• **What the exercise asks**
Go over the entries below line by line, copying each one that contains the word "company".

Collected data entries

//! Shared fixtures for the integration tests
#![allow(dead_code)]

use serde_json::{json, Value};
use std::path::PathBuf;
use tempfile::TempDir;

/// Temporary output directory for exports
pub struct TestFixture {
    /// Removed when the fixture drops
    pub temp_dir: TempDir,
}

impl TestFixture {
    pub fn new() -> Self {
        let temp_dir = TempDir::new().expect("Failed to create temp dir");
        Self { temp_dir }
    }

    pub fn path(&self) -> PathBuf {
        self.temp_dir.path().to_path_buf()
    }

    /// Read a file written under the fixture, by name or by full path
    pub fn read_file(&self, name: impl AsRef<std::path::Path>) -> String {
        let filepath = self.path().join(name);
        std::fs::read_to_string(&filepath).expect("Failed to read test file")
    }

    pub fn read_json(&self, name: impl AsRef<std::path::Path>) -> Value {
        serde_json::from_str(&self.read_file(name)).expect("Failed to parse JSON file")
    }

    /// Names of the files directly under the fixture, sorted
    pub fn file_names(&self) -> Vec<String> {
        let mut names: Vec<String> = std::fs::read_dir(self.path())
            .expect("Failed to list temp dir")
            .map(|entry| entry.expect("bad dir entry").file_name().to_string_lossy().into_owned())
            .collect();
        names.sort();
        names
    }
}

/// A two-result response in the shape the Tavily API returns
pub fn sample_response() -> Value {
    json!({
        "query": "deepseek",
        "response_time": 1.77,
        "answer": "DeepSeek is a Chinese AI company.",
        "follow_up_questions": ["What models has DeepSeek released?"],
        "images": [],
        "results": [
            {
                "title": "DeepSeek - Wikipedia",
                "url": "https://en.wikipedia.org/wiki/DeepSeek",
                "score": 0.8875,
                "content": "DeepSeek is a Chinese artificial intelligence company that develops large language models."
            },
            {
                "title": "深度求索",
                "url": "https://www.deepseek.com/",
                "score": 0.5,
                "content": "深度求索（DeepSeek），成立于2023年，专注于研究世界领先的通用人工智能底层模型与技术。"
            }
        ]
    })
}

#[cfg(test)]
mod tests {
    use super::*;

    #[test]
    fn test_fixture_creation() {
        let fixture = TestFixture::new();
        assert!(fixture.path().exists());
        assert!(fixture.file_names().is_empty());
    }

    #[test]
    fn test_sample_response_shape() {
        assert_eq!(sample_response()["results"].as_array().unwrap().len(), 2);
    }
}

• **Response below**
        "answer": "DeepSeek is a Chinese AI company.",
                "content": "DeepSeek is a Chinese artificial intelligence company that develops large language models."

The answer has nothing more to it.